TASK REQUIREMENTS ▸
Provide an exact copy of the lines from the beginning of the records through the line that includes "outcomes.push(ValidationOutcome::passed(input, Stage::Pull));", and of no others.

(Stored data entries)
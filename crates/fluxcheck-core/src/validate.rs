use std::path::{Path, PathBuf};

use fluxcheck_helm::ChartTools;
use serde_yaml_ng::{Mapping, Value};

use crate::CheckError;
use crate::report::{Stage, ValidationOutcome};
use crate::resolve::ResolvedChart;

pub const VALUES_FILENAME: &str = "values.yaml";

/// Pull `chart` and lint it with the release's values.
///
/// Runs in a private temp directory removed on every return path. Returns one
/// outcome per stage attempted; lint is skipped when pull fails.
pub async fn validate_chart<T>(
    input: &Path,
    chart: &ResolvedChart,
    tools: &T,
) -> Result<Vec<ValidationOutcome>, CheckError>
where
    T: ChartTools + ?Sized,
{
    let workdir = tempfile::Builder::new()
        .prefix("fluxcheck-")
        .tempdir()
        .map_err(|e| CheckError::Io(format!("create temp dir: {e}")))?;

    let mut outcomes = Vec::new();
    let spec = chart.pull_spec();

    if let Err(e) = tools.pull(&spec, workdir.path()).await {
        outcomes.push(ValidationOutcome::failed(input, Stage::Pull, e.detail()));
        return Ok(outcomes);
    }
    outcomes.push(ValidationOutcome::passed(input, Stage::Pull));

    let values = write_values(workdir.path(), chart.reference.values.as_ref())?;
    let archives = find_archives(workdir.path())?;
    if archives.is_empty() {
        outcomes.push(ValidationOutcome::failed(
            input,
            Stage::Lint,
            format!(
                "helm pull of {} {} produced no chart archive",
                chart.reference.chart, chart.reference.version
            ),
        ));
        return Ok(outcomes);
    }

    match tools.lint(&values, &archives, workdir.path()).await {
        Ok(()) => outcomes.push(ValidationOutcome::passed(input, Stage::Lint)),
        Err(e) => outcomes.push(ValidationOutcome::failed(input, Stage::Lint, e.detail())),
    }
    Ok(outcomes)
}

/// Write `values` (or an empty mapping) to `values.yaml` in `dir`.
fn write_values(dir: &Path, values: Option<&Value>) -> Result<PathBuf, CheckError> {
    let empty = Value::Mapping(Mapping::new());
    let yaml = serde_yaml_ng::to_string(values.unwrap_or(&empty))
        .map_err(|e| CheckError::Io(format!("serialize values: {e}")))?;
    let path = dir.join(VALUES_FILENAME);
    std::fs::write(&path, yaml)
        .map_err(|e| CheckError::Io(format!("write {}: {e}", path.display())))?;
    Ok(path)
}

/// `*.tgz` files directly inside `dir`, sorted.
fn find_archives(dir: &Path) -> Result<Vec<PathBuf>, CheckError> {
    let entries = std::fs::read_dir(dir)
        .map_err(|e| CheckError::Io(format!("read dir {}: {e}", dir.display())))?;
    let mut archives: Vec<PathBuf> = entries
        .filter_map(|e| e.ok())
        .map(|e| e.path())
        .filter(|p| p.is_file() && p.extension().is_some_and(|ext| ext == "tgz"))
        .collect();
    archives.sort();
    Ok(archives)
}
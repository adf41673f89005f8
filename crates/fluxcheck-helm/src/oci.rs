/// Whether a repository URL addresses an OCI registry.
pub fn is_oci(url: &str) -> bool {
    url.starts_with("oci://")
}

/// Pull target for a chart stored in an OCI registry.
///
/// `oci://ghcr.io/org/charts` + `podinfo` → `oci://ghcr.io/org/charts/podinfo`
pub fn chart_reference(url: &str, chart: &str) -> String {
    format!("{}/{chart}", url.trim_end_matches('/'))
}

COMPLETED EXERCISE ▸
filename crates/fluxcheck-core/src/validate.rs
use std::path::{Path, PathBuf};

use fluxcheck_helm::ChartTools;
use serde_yaml_ng::{Mapping, Value};

use crate::CheckError;
use crate::report::{Stage, ValidationOutcome};
use crate::resolve::ResolvedChart;

pub const VALUES_FILENAME: &str = "values.yaml";

/// Pull `chart` and lint it with the release's values.
///
/// Runs in a private temp directory removed on every return path. Returns one
/// outcome per stage attempted; lint is skipped when pull fails.
pub async fn validate_chart<T>(
    input: &Path,
    chart: &ResolvedChart,
    tools: &T,
) -> Result<Vec<ValidationOutcome>, CheckError>
where
    T: ChartTools + ?Sized,
{
    let workdir = tempfile::Builder::new()
        .prefix("fluxcheck-")
        .tempdir()
        .map_err(|e| CheckError::Io(format!("create temp dir: {e}")))?;

    let mut outcomes = Vec::new();
    let spec = chart.pull_spec();

    if let Err(e) = tools.pull(&spec, workdir.path()).await {
        outcomes.push(ValidationOutcome::failed(input, Stage::Pull, e.detail()));
        return Ok(outcomes);
    }
    outcomes.push(ValidationOutcome::passed(input, Stage::Pull));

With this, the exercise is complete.